Quarter-to-date trend — plot the monthly series for the headline package(s) across the current quarter so far (+ a couple of prior months for context; in the first month of a quarter, show the full prior quarter). Call out spikes/drops in absolute terms and as MoM %.
Pre/post-event investigation — when a human supplies an event + date (a launch, a blog post, a conference), pull daily data and compare avg/day before vs after the date. Check the right package (format vs SDK). Report the % change and whether it held.
Sanity caveats — flag anything that looks like a data artifact (e.g. a synchronized multi-registry dip almost certainly means a collection gap, not real demand) and note tail lag (last few days may be incomplete).

Honesty checks: a "decline" off an anomalous spike is normalization, not collapse — compare to the pre-spike baseline. A late-month change must be checked on the package the cause would actually touch.

4. Build the deck

Assets bundled in this skill:

lancedb-community-metrics-*.html — the slide template (1280×720, dark warm theme, accent #e97852, self-contained: fonts + logo embedded as base64, speaker-notes, present mode, prints to PDF). Do not rewrite its CSS/JS.
build_deck.py — the Q2 2026 example generator. It keeps the template's head/CSS/JS/logo, throws away the sample slides, and splices in findings slides with hand-built inline-SVG charts (SVG prints cleanly and keeps the file self-contained).
decks/ — generated output.

To produce next month's deck: copy build_deck.py, refresh the numbers from §2–§3, update the slide copy, change OUT to the new month's filename (e.g. lancedb-community-metrics-2026-06.html), and run it (uv run python build_deck.py). Don't hand-edit 500 KB of HTML.

Slide skeleton that worked (8 slides — adapt, don't pad):

#	Slide	Layout class	Content
1	Title	`slide-title`	"LanceDB community metrics — " (the report month), presenter, data-through date
2	Summary / TL;DR	`slide-content`	3–4 bullets, one per SDK + the downloads≠users disclaimer
3	Scorecard	`slide-content`	the MoM table, green up / red down
4	Composition	`slide-stats`/`slide-content`	horizontal bar chart of latest-month volume + bullets
5	Headline trend	`slide-content`	monthly line chart + bullets + human badge if a cause was seeded
6	Investigation	`slide-content`	pre/post-event bars + bullets + human badge + 1-line correlation note
7	Recommendations	`slide-content`	plain bulleted next steps (hypotheses to test)
8	Closing	`slide-closing`	"Questions?", one-line recap, data-through date

Reusable template components: .eyebrow, .badge (+ .dot), .callout, .bullet-list, .stat-grid/.stat, .gradient-text. Charts the example builds, all as functions in build_deck.py you can copy: svg_ts_line (monthly line), svg_volume (horizontal volume bars), svg_prepost (two-panel before/after), q2_table (scorecard), human_badge (the attribution chip).
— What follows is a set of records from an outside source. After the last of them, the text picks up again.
use logshelf::{Compression, LogShelfBuilder, RotationSize, TimeZone};
use tracing_subscriber::util::SubscriberInitExt;

fn main() -> Result<(), Box<dyn std::error::Error>> {
    let appender = LogShelfBuilder::new()
        .directory("./logs")
        .file_name("tracing")
        .size_limit(RotationSize::MB(10))
        .archive_directory("./logs/archive")
        .compression(Compression::Gzip)
        .retention_days(3)
        .time_zone(TimeZone::Local)
        .build()?;
    let (non_blocking, _guard) = tracing_appender::non_blocking(appender);
    tracing_subscriber::fmt()
        .with_writer(non_blocking)
        .with_ansi(false)
        .with_target(false)
        .with_file(true)
        .with_line_number(true)
        .finish()
        .try_init()?;

    tracing::info!("This is an info message");
    tracing::warn!("This is a warning message");
    tracing::error!("This is an error message");

    Ok(())
}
SVG chart gotchas: scale to the package's own max; keep value labels inside the viewBox (don't let the longest bar's label clip — the example caps bar width to leave room); mono font for axis labels, sans for values; up = #9ccb7a, down = #e2654a, accent = #e97852.

Put genuine human-seeded context into the per-slide speaker notes (<aside class="speaker-notes">), so whoever presents knows what's data vs. human read.

5. Render & verify

The deck is one HTML file. To view it with the Claude Preview tools, copy it into a folder under the project root (the preview server's cwd must be inside the repo) and serve it statically, then screenshot each .slide by scrolling to its offset:

// .claude/launch.json — add a static-server config (relative cwd!)
{ "name": "deck", "runtimeExecutable": "python3",
  "runtimeArgs": ["-m", "http.server", "8099"],
  "cwd": ".deck-preview", "port": 8099, "autoPort": true }

// after preview_start + navigate to /deck.html, resize to 1280x720:
document.querySelectorAll('.slide')[N].scrollIntoView();  // then preview_screenshot

Check: numbers match the data, labels aren't clipped, up/down colors are right, human badges are present where a cause was seeded, and there's no sales language. Clean up the temp preview dir and the deck launch entry afterward.

Export to PDF: open in Chrome → ⌘P → Save as PDF, Background graphics ON.